No document available.
Abstract :
[en] Recent and on-going work on Canadian and French Cretaceous ichthyosaurs has unveiled a high diversity of Albian ophthalmosaurids, suggesting the extinction of ichthyosaurs which occurs during the Cenomanian was a much more severe event than previously supposed. Yet the ichthyosaur assemblages from other areas such as the USA and Australia are monospecific, suggesting that the diversity of ichthyosaurs was not universally high.
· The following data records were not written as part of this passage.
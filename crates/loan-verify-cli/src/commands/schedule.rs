use clap::Args;
use serde::Deserialize;
use serde_json::Value;

use loan_verify_core::dates::DateRoller;
use loan_verify_core::schedule::ScheduleCalculator;
use loan_verify_core::types::{LoanTerms, Money};

use crate::input;

/// Arguments for local schedule computation
#[derive(Args)]
pub struct ScheduleArgs {
    /// Path to JSON input file (overrides individual flags)
    #[arg(long)]
    pub input: Option<String>,

    /// Loan amount
    #[arg(long)]
    pub loan_amount: Option<String>,

    /// Annual nominal rate as a percentage (12 = 12%)
    #[arg(long)]
    pub nominal_rate: Option<String>,

    /// Number of monthly installments
    #[arg(long)]
    pub duration: Option<String>,

    /// Date of the first installment (YYYY-MM-DD)
    #[arg(long)]
    pub start_date: Option<String>,

    /// Fixed periodic payment, as computed by the loan service
    #[arg(long)]
    pub annuity: Option<String>,

    /// Roll dates with real February lengths instead of the fixed 28 days
    #[arg(long)]
    pub calendar_february: bool,
}

/// The loan parameters in their externally supplied string form. Parsing
/// happens in one place, in the core, so a bad value fails the same way no
/// matter where the config came from.
#[derive(Debug, Deserialize)]
pub struct ScheduleConfig {
    pub loan_amount: String,
    pub nominal_rate: String,
    pub duration: String,
    pub start_date: String,
    pub annuity: String,
}

pub fn run_schedule(args: ScheduleArgs) -> Result<Value, Box<dyn std::error::Error>> {
    let config: ScheduleConfig = if let Some(ref path) = args.input {
        input::read_json(path)?
    } else if let Some(config) = input::read_stdin()? {
        config
    } else {
        ScheduleConfig {
            loan_amount: args
                .loan_amount
                .ok_or("--loan-amount is required (or provide --input)")?,
            nominal_rate: args
                .nominal_rate
                .ok_or("--nominal-rate is required (or provide --input)")?,
            duration: args
                .duration
                .ok_or("--duration is required (or provide --input)")?,
            start_date: args
                .start_date
                .ok_or("--start-date is required (or provide --input)")?,
            annuity: args
                .annuity
                .ok_or("--annuity is required (or provide --input)")?,
        }
    };

    let terms = LoanTerms::parse(
        &config.loan_amount,
        &config.nominal_rate,
        &config.duration,
        &config.start_date,
    )?;
    let annuity: Money = config
        .annuity
        .trim()
        .parse()
        .map_err(|e| format!("Failed to parse annuity '{}': {}", config.annuity, e))?;
    let params = terms.with_annuity(annuity);

    let roller = if args.calendar_february {
        DateRoller::with_calendar_february()
    } else {
        DateRoller::new()
    };
    let entries = ScheduleCalculator::new(roller).compute(&params)?;

    Ok(serde_json::json!({
        "loan": params,
        "entries": entries,
    }))
}
use clap::Args;
use serde::Deserialize;
use serde_json::Value;

use loan_verify_core::dates::DateRoller;
use loan_verify_core::service::verify_plan;
use loan_verify_core::types::LoanTerms;

use crate::http::HttpLoanService;
use crate::input;

/// Arguments for verifying a loan service's generated plan
#[derive(Args)]
pub struct VerifyArgs {
    /// Path to JSON config file (overrides individual flags)
    #[arg(long)]
    pub input: Option<String>,

    /// Base URI of the loan service, e.g. http://localhost:8080
    #[arg(long)]
    pub domain: Option<String>,

    /// Endpoint path of the annuity calculation
    #[arg(long, default_value = "/calc-annuity")]
    pub annuity_endpoint: String,

    /// Endpoint path of the plan generation
    #[arg(long, default_value = "/generate-plan")]
    pub plan_endpoint: String,

    /// Loan amount
    #[arg(long)]
    pub loan_amount: Option<String>,

    /// Annual nominal rate as a percentage (12 = 12%)
    #[arg(long)]
    pub nominal_rate: Option<String>,

    /// Number of monthly installments
    #[arg(long)]
    pub duration: Option<String>,

    /// Date of the first installment (YYYY-MM-DD)
    #[arg(long)]
    pub start_date: Option<String>,

    /// Roll dates with real February lengths instead of the fixed 28 days
    #[arg(long)]
    pub calendar_february: bool,
}

/// Verification config as supplied externally: target service plus the four
/// loan parameters as strings.
#[derive(Debug, Deserialize)]
pub struct VerifyConfig {
    pub domain: String,
    #[serde(default = "default_annuity_endpoint")]
    pub annuity_endpoint: String,
    #[serde(default = "default_plan_endpoint")]
    pub plan_endpoint: String,
    pub loan_amount: String,
    pub nominal_rate: String,
    pub duration: String,
    pub start_date: String,
}

fn default_annuity_endpoint() -> String {
    "/calc-annuity".into()
}

fn default_plan_endpoint() -> String {
    "/generate-plan".into()
}

pub fn run_verify(args: VerifyArgs) -> Result<Value, Box<dyn std::error::Error>> {
    let config: VerifyConfig = if let Some(ref path) = args.input {
        input::read_json(path)?
    } else if let Some(config) = input::read_stdin()? {
        config
    } else {
        VerifyConfig {
            domain: args.domain.ok_or("--domain is required (or provide --input)")?,
            annuity_endpoint: args.annuity_endpoint,
            plan_endpoint: args.plan_endpoint,
            loan_amount: args
                .loan_amount
                .ok_or("--loan-amount is required (or provide --input)")?,
            nominal_rate: args
                .nominal_rate
                .ok_or("--nominal-rate is required (or provide --input)")?,
            duration: args
                .duration
                .ok_or("--duration is required (or provide --input)")?,
            start_date: args
                .start_date
                .ok_or("--start-date is required (or provide --input)")?,
        }
    };

    // Parameters must parse before any call goes out.
    let terms = LoanTerms::parse(
        &config.loan_amount,
        &config.nominal_rate,
        &config.duration,
        &config.start_date,
    )?;

    let service = HttpLoanService::new(
        &config.domain,
        &config.annuity_endpoint,
        &config.plan_endpoint,
    );
    let roller = if args.calendar_february {
        DateRoller::with_calendar_february()
    } else {
        DateRoller::new()
    };

    let outcome = verify_plan(&service, &terms, roller)?;
    let passed = outcome.report.passed();

    let mut value = serde_json::to_value(&outcome)?;
    value["passed"] = Value::Bool(passed);
    Ok(value)
}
The Cambridge Greensand ichthyosaur material, which has not been the subject of any thorough study since 1869, consists of about 900 specimens, the vast majority of which are isolated bones. Nevertheless, this abundant material offers a good opportunity to assess the diversity of the ichthyosaurs that roamed the western England Sea during the late Albian–Early Cenomanian interval. In order to assess this diversity, diagnostic bones such as basioccipitals, stapes, humeri and femora were compared to that of other ophthalmosaurids. Several morphotypes, some represented by 10+ specimens are recognized. Articulated specimens were used to unite cranial and appendicular bone morphotypes to a taxon. An extremely diverse assemblage of at least 5 distinct taxa is recognized in the Cambridge Greensand Formation: Platypterygius sp., two new genera that have representatives in southeastern France and Germany, a Brachypterygius/Aegirosaurus morphotype, and the long-forgotten but diagnostic Cetarthrosaurus walkeri, for which we found a second and better preserved specimen. The diversity of the ‘mid’ Cretaceous ichthyosaurs from Europe now matches that of the Early Jurassic, a period sometimes seen as the ‘Golden Age’ of post-Triassic ichthyosaurs.